How I wear my hair is my business. Ironically, the commonwealth is deciding it is now legal for me to do so.

Last week, Massachusetts lawmakers wrestled over whether to prohibit discrimination based on Black hair texture and hairstyles. The bill passed the state’s House and is now waiting for a Senate vote, which would make us the fifteenth state to uphold the CROWN Act (Creating a Respectful and Open World for Natural Hair.)

Congress will be making that same decision this week. The House has already passed the CROWN Act in a vote of 235-189 along party lines, which is to say Democrats don’t mind if I wear my hair natural, but Republicans do.

The Cook twins inspired Massachusetts’ CROWN Act. In 2017, Mystic Valley Regional Charter School in Malden banned twins Deanna and Mya Cook from playing after-school sports and attending their prom because they wore hair extensions to school, violating school policy. Massachusetts Attorney General Maura Healey stepped in on the twins’ behalf. Healey sent a letter to the school flatly stating that its policy “includes a number of prohibitions that are either unreasonably subjective or appear to effectively single out students of color.”
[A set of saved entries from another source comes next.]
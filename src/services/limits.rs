use std::{collections::HashMap, sync::Arc};

use chrono::{DateTime, Utc};
use serde::Serialize;

use super::{BillingPeriodManager, UsageCounterStore, usage_counters::ensure_user};
use crate::{
    error::{MeterError, MeterResult},
    models::{PendingOperation, UsageLimit},
    observability::metrics,
    pricing::{CostEstimate, PricingConfig},
};

/// Which quota a denied check ran into.
#[derive(Debug, Clone, Copy, PartialEq, Eq, Serialize)]
#[serde(rename_all = "snake_case")]
pub enum LimitMetric {
    Calls,
    Tokens,
    Cost,
    /// The subscription expired; no usage is allowed.
    Subscription,
}

/// The limit that denied a check.
#[derive(Debug, Clone, PartialEq, Eq, Serialize)]
pub struct LimitDetails {
    /// `None` for limits not tied to a provider.
    pub provider: Option<String>,
    pub metric: LimitMetric,
    /// Usage in the current period, including earlier operations of the batch.
    pub current: i64,
    pub requested: i64,
    pub limit: UsageLimit,
    /// `max(0, limit - current)`; `None` when the limit is unlimited.
    pub remaining: Option<i64>,
}

/// Outcome of a preflight check.
#[derive(Debug, Clone, PartialEq, Eq, Serialize)]
pub struct LimitCheck {
    pub allowed: bool,
    pub message: String,
    pub details: Option<LimitDetails>,
    /// Estimated cost of every operation checked before the decision.
    pub estimated_cost_microcents: i64,
}

impl LimitCheck {
    fn allowed(estimated_cost_microcents: i64) -> Self {
        Self {
            allowed: true,
            message: "All operations are within plan limits".to_string(),
            details: None,
            estimated_cost_microcents,
        }
    }

    fn denied(message: String, details: LimitDetails, estimated_cost_microcents: i64) -> Self {
        Self {
            allowed: false,
            message,
            details: Some(details),
            estimated_cost_microcents,
        }
    }
}

/// Usage already claimed by earlier operations of the same batch.
#[derive(Default)]
struct Pending {
    calls: HashMap<String, i64>,
    tokens: HashMap<String, i64>,
    cost: i64,
}

/// Preflight checks of pending operations against plan limits.
///
/// Checks never record usage; callers report actual usage after the
/// operation ran.
#[derive(Clone)]
pub struct LimitEnforcer {
    periods: BillingPeriodManager,
    counters: UsageCounterStore,
    pricing: Arc<PricingConfig>,
}

impl LimitEnforcer {
    pub fn new(
        periods: BillingPeriodManager,
        counters: UsageCounterStore,
        pricing: Arc<PricingConfig>,
    ) -> Self {
        Self {
            periods,
            counters,
            pricing,
        }
    }

    /// Check a batch of operations in order. The first operation that would
    /// exceed a limit denies the whole batch.
    pub async fn check(
        &self,
        user_id: &str,
        operations: &[PendingOperation],
        now: DateTime<Utc>,
    ) -> MeterResult<LimitCheck> {
        ensure_user(user_id)?;
        for operation in operations {
            self.counters.ensure_known_provider(&operation.provider)?;
            if operation.calls < 0 || operation.input_tokens < 0 || operation.characters < 0 {
                return Err(MeterError::Validation(format!(
                    "Operation quantities for '{}' cannot be negative",
                    operation.provider
                )));
            }
        }

        let resolved = self.periods.resolve_subscription(user_id, now).await?;
        if resolved.is_expired() {
            let check = LimitCheck::denied(
                format!("Subscription to plan '{}' has expired", resolved.plan.name),
                LimitDetails {
                    provider: None,
                    metric: LimitMetric::Subscription,
                    current: 0,
                    requested: 0,
                    limit: UsageLimit::Capped(0),
                    remaining: Some(0),
                },
                0,
            );
            metrics::record_limit_check(false, None);
            return Ok(check);
        }

        let plan = &resolved.plan;
        let summary = self.counters.stats(user_id, None, now).await?;
        let mut pending = Pending::default();

        for operation in operations {
            let provider = operation.provider.as_str();
            let estimate = self.estimate_cost(operation)?;
            let (used_calls, used_tokens) = summary.provider_totals(provider);
            let current_calls = used_calls + pending.calls.get(provider).copied().unwrap_or(0);
            let current_tokens = used_tokens + pending.tokens.get(provider).copied().unwrap_or(0);
            let current_cost = summary.total_cost_microcents + pending.cost;

            let checks = [
                (LimitMetric::Calls, plan.calls_limit(provider), current_calls, operation.calls),
                (
                    LimitMetric::Tokens,
                    plan.tokens_limit(provider),
                    current_tokens,
                    operation.input_tokens,
                ),
                (
                    LimitMetric::Cost,
                    plan.monthly_cost_ceiling,
                    current_cost,
                    estimate.microcents,
                ),
            ];
            for (metric, limit, current, requested) in checks {
                if limit.allows(current, requested) {
                    continue;
                }

                let message = match metric {
                    LimitMetric::Cost => format!(
                        "Monthly cost ceiling of plan '{}' reached ({} of {} microcents)",
                        plan.name, current, limit
                    ),
                    _ => format!(
                        "{} {} limit of plan '{}' reached ({} of {})",
                        provider,
                        metric_name(metric),
                        plan.name,
                        current,
                        limit
                    ),
                };
                tracing::debug!(
                    user_id = %user_id,
                    provider = %provider,
                    metric = metric_name(metric),
                    current,
                    requested,
                    limit = %limit,
                    "Preflight check denied"
                );
                metrics::record_limit_check(false, Some(provider));
                return Ok(LimitCheck::denied(
                    message,
                    LimitDetails {
                        provider: (metric != LimitMetric::Cost).then(|| provider.to_string()),
                        metric,
                        current,
                        requested,
                        limit,
                        remaining: limit.remaining(current),
                    },
                    pending.cost,
                ));
            }

            *pending.calls.entry(provider.to_string()).or_default() += operation.calls;
            *pending.tokens.entry(provider.to_string()).or_default() += operation.input_tokens;
            pending.cost = pending.cost.saturating_add(estimate.microcents);
        }

        metrics::record_limit_check(true, None);
        Ok(LimitCheck::allowed(pending.cost))
    }

    /// Estimated cost of one operation.
    pub fn estimate_cost(&self, operation: &PendingOperation) -> MeterResult<CostEstimate> {
        let estimate = self.pricing.estimate(operation)?;
        metrics::record_cost_estimate(estimate.cost_model.as_str(), estimate.source.as_str());
        Ok(estimate)
    }
}

fn metric_name(metric: LimitMetric) -> &'static str {
    match metric {
        LimitMetric::Calls => "calls",
        LimitMetric::Tokens => "tokens",
        LimitMetric::Cost => "cost",
        LimitMetric::Subscription => "subscription",
    }
}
In a milieu of anti-Blackness, discrimination doesn’t stop at skin color. It includes our dress style, music, dance, speech and hair, too. And, our children are being humiliated and punished because of racist rules and policies that discriminate against their hair texture and natural hairstyles.

It’s insulting that Black people are being policed by lawmakers, that how we wear our hair is up to a vote. And it’s insulting that racist standards in workplaces, institutions and schools even turned this into a discussion.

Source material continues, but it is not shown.